***** SUPPLIED INFORMATION *****
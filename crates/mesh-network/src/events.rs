//! Typed event bus.
//!
//! Every externally visible state change is a variant of [`MeshEvent`];
//! subscribers match on the tag. There is no string-keyed dispatch.

use mesh_types::{AlertSeverity, ConsensusDecision, NodeId, TaskId, VerificationId};
use serde::{Deserialize, Serialize};
use tokio::sync::broadcast;

const EVENT_BUFFER: usize = 1024;

#[derive(Debug, Clone, Serialize, Deserialize)]
#[serde(tag = "type", content = "data", rename_all = "snake_case")]
pub enum MeshEvent {
    Initialized {
        node_id: NodeId,
    },
    PeerConnected {
        peer: NodeId,
    },
    PeerDisconnected {
        peer: NodeId,
    },
    PeersDiscovered {
        peers: Vec<NodeId>,
    },
    TaskSubmitted {
        task_id: TaskId,
    },
    TaskReceived {
        task_id: TaskId,
        is_backup: bool,
    },
    TaskAccepted {
        task_id: TaskId,
    },
    TaskCompleted {
        task_id: TaskId,
    },
    TaskFailed {
        task_id: TaskId,
        reason: String,
    },
    VerificationRequested {
        verification_id: VerificationId,
        task_id: TaskId,
    },
    VerificationFinalized {
        verification_id: VerificationId,
        task_id: TaskId,
        decision: ConsensusDecision,
    },
    HealthUpdated {
        overall: f64,
    },
    PartitionDetected {
        partition_id: u64,
        affected: Vec<NodeId>,
    },
    PartitionHealed {
        partition_id: u64,
    },
    SecurityAlertReceived {
        malicious_peer: NodeId,
        severity: AlertSeverity,
    },
    NetworkReset,
    Shutdown,
}

/// Broadcast bus shared by all subsystems. Slow subscribers lose the
/// oldest events rather than blocking producers.
#[derive(Clone)]
pub struct EventBus {
    sender: broadcast::Sender<MeshEvent>,
}

impl EventBus {
    pub fn new() -> Self {
        let (sender, _) = broadcast::channel(EVENT_BUFFER);
        Self { sender }
    }

    pub fn subscribe(&self) -> broadcast::Receiver<MeshEvent> {
        self.sender.subscribe()
    }

    pub fn emit(&self, event: MeshEvent) {
        // A send error only means nobody is subscribed right now.
        let _ = self.sender.send(event);
    }
}

impl Default for EventBus {
    fn default() -> Self {
        Self::new()
    }
}
//! Task submission, assignment and execution.
//!
//! Dispatch owns the live task table. A submitted task is routed toward the
//! hash of its requirements, assigned to the best-scoring candidate with up
//! to three ordered backups, and watched by a per-task timer. Executor-side
//! failures flow back as response frames; the submitter promotes backups
//! until none remain.

use std::collections::HashMap;
use std::sync::atomic::{AtomicBool, Ordering};
use std::sync::Arc;
use std::time::{Duration, Instant};

use async_trait::async_trait;
use tokio::sync::RwLock;
use tokio::task::JoinHandle;
use tracing::{debug, info, warn};

use mesh_crypto::MeshKeypair;
use mesh_types::{
    frame::encode_payload, CapabilitySnapshot, DhtNodeInfo, FrameKind, MeshError, NodeId,
    ResourceUsage, Result, TaskAnnounce, TaskAssignment, TaskId, TaskRequest, TaskRequirements,
    TaskResponsePayload, TaskResult, TaskResultPayload, TaskState, TaskType, ThermalState,
};

use crate::config::MeshConfig;
use crate::dht::DhtService;
use crate::events::{EventBus, MeshEvent};
use crate::now_ms;
use crate::peer::PeerManager;

const BACKUP_COUNT: usize = 3;
const MIN_CANDIDATE_REPUTATION: f64 = 0.5;
const CANCEL_POLL: Duration = Duration::from_millis(100);

/// Type-selected execution handler. Implementations must return promptly
/// once the surrounding future is dropped; dispatch aborts execution when a
/// task leaves the Active state.
#[async_trait]
pub trait TaskExecutor: Send + Sync {
    async fn execute(&self, request: &TaskRequest) -> Result<(Vec<u8>, ResourceUsage)>;
}

/// External decision helper consulted before accepting inbound work.
#[async_trait]
pub trait DecisionHelper: Send + Sync {
    async fn approve(&self, request: &TaskRequest) -> bool;
}

/// Accepts every assignment; the default for nodes without a local policy.
pub struct ApproveAll;

#[async_trait]
impl DecisionHelper for ApproveAll {
    async fn approve(&self, _request: &TaskRequest) -> bool {
        true
    }
}

/// Hashes the task payload. Stands in for real work in tests and for
/// Compute tasks with no registered handler.
pub struct DigestExecutor;

#[async_trait]
impl TaskExecutor for DigestExecutor {
    async fn execute(&self, request: &TaskRequest) -> Result<(Vec<u8>, ResourceUsage)> {
        let digest = mesh_types::canonical::canonical_sha256(&request.payload)
            .map_err(|e| MeshError::Serialization(e.to_string()))?;
        Ok((
            digest.to_vec(),
            ResourceUsage {
                cpu_pct: 12.0,
                memory_pct: 4.0,
                network_kb: 0.0,
            },
        ))
    }
}

#[derive(Debug, Clone, Copy, PartialEq, Eq)]
enum TaskRole {
    Submitter,
    Executor { backup: bool },
}

struct ActiveTask {
    request: TaskRequest,
    assignment: Option<TaskAssignment>,
    state: TaskState,
    role: TaskRole,
    result: Option<TaskResult>,
    watchdog: Option<JoinHandle<()>>,
}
*****
TASK BRIEF:
Write the entries out once more, exactly as they were given.

WRITTEN ANSWER:
filename crates/mesh-network/src/events.rs
//! Typed event bus.
//!
//! Every externally visible state change is a variant of [`MeshEvent`];
//! subscribers match on the tag. There is no string-keyed dispatch.

use mesh_types::{AlertSeverity, ConsensusDecision, NodeId, TaskId, VerificationId};
use serde::{Deserialize, Serialize};
use tokio::sync::broadcast;

const EVENT_BUFFER: usize = 1024;

#[derive(Debug, Clone, Serialize, Deserialize)]
#[serde(tag = "type", content = "data", rename_all = "snake_case")]
pub enum MeshEvent {
    Initialized {
        node_id: NodeId,
    },
    PeerConnected {
        peer: NodeId,
    },
    PeerDisconnected {
        peer: NodeId,
    },
    PeersDiscovered {
        peers: Vec<NodeId>,
    },
    TaskSubmitted {
        task_id: TaskId,
    },
    TaskReceived {
        task_id: TaskId,
        is_backup: bool,
    },
    TaskAccepted {
        task_id: TaskId,
    },
    TaskCompleted {
        task_id: TaskId,
    },
    TaskFailed {
        task_id: TaskId,
        reason: String,
    },
    VerificationRequested {
        verification_id: VerificationId,
        task_id: TaskId,
    },
    VerificationFinalized {
        verification_id: VerificationId,
        task_id: TaskId,
        decision: ConsensusDecision,
    },
    HealthUpdated {
        overall: f64,
    },
    PartitionDetected {
        partition_id: u64,
        affected: Vec<NodeId>,
    },
    PartitionHealed {
        partition_id: u64,
    },
    SecurityAlertReceived {
        malicious_peer: NodeId,
        severity: AlertSeverity,
    },
    NetworkReset,
    Shutdown,
}

/// Broadcast bus shared by all subsystems. Slow subscribers lose the
/// oldest events rather than blocking producers.
#[derive(Clone)]
pub struct EventBus {
    sender: broadcast::Sender<MeshEvent>,
}

impl EventBus {
    pub fn new() -> Self {
        let (sender, _) = broadcast::channel(EVENT_BUFFER);
        Self { sender }
    }

    pub fn subscribe(&self) -> broadcast::Receiver<MeshEvent> {
        self.sender.subscribe()
    }

    pub fn emit(&self, event: MeshEvent) {
        // A send error only means nobody is subscribed right now.
        let _ = self.sender.send(event);
    }
}

impl Default for EventBus {
    fn default() -> Self {
        Self::new()
    }
}
//! Task submission, assignment and execution.
//!
//! Dispatch owns the live task table. A submitted task is routed toward the
//! hash of its requirements, assigned to the best-scoring candidate with up
//! to three ordered backups, and watched by a per-task timer. Executor-side
//! failures flow back as response frames; the submitter promotes backups
//! until none remain.

use std::collections::HashMap;
use std::sync::atomic::{AtomicBool, Ordering};
use std::sync::Arc;
use std::time::{Duration, Instant};

use async_trait::async_trait;
use tokio::sync::RwLock;
use tokio::task::JoinHandle;
use tracing::{debug, info, warn};

use mesh_crypto::MeshKeypair;
use mesh_types::{
    frame::encode_payload, CapabilitySnapshot, DhtNodeInfo, FrameKind, MeshError, NodeId,
    ResourceUsage, Result, TaskAnnounce, TaskAssignment, TaskId, TaskRequest, TaskRequirements,
    TaskResponsePayload, TaskResult, TaskResultPayload, TaskState, TaskType, ThermalState,
};

use crate::config::MeshConfig;
use crate::dht::DhtService;
use crate::events::{EventBus, MeshEvent};
use crate::now_ms;
use crate::peer::PeerManager;

const BACKUP_COUNT: usize = 3;
const MIN_CANDIDATE_REPUTATION: f64 = 0.5;
const CANCEL_POLL: Duration = Duration::from_millis(100);

/// Type-selected execution handler. Implementations must return promptly
/// once the surrounding future is dropped; dispatch aborts execution when a
/// task leaves the Active state.
#[async_trait]
pub trait TaskExecutor: Send + Sync {
    async fn execute(&self, request: &TaskRequest) -> Result<(Vec<u8>, ResourceUsage)>;
}

/// External decision helper consulted before accepting inbound work.
#[async_trait]
pub trait DecisionHelper: Send + Sync {
    async fn approve(&self, request: &TaskRequest) -> bool;
}

/// Accepts every assignment; the default for nodes without a local policy.
pub struct ApproveAll;

#[async_trait]
impl DecisionHelper for ApproveAll {
    async fn approve(&self, _request: &TaskRequest) -> bool {
        true
    }
}

/// Hashes the task payload. Stands in for real work in tests and for
/// Compute tasks with no registered handler.
pub struct DigestExecutor;

#[async_trait]
impl TaskExecutor for DigestExecutor {
    async fn execute(&self, request: &TaskRequest) -> Result<(Vec<u8>, ResourceUsage)> {
        let digest = mesh_types::canonical::canonical_sha256(&request.payload)
            .map_err(|e| MeshError::Serialization(e.to_string()))?;
        Ok((
            digest.to_vec(),
            ResourceUsage {
                cpu_pct: 12.0,
                memory_pct: 4.0,
                network_kb: 0.0,
            },
        ))
    }
}

#[derive(Debug, Clone, Copy, PartialEq, Eq)]
enum TaskRole {
    Submitter,
    Executor { backup: bool },
}

struct ActiveTask {
    request: TaskRequest,
    assignment: Option<TaskAssignment>,
    state: TaskState,
    role: TaskRole,
    result: Option<TaskResult>,
    watchdog: Option<JoinHandle<()>>,
}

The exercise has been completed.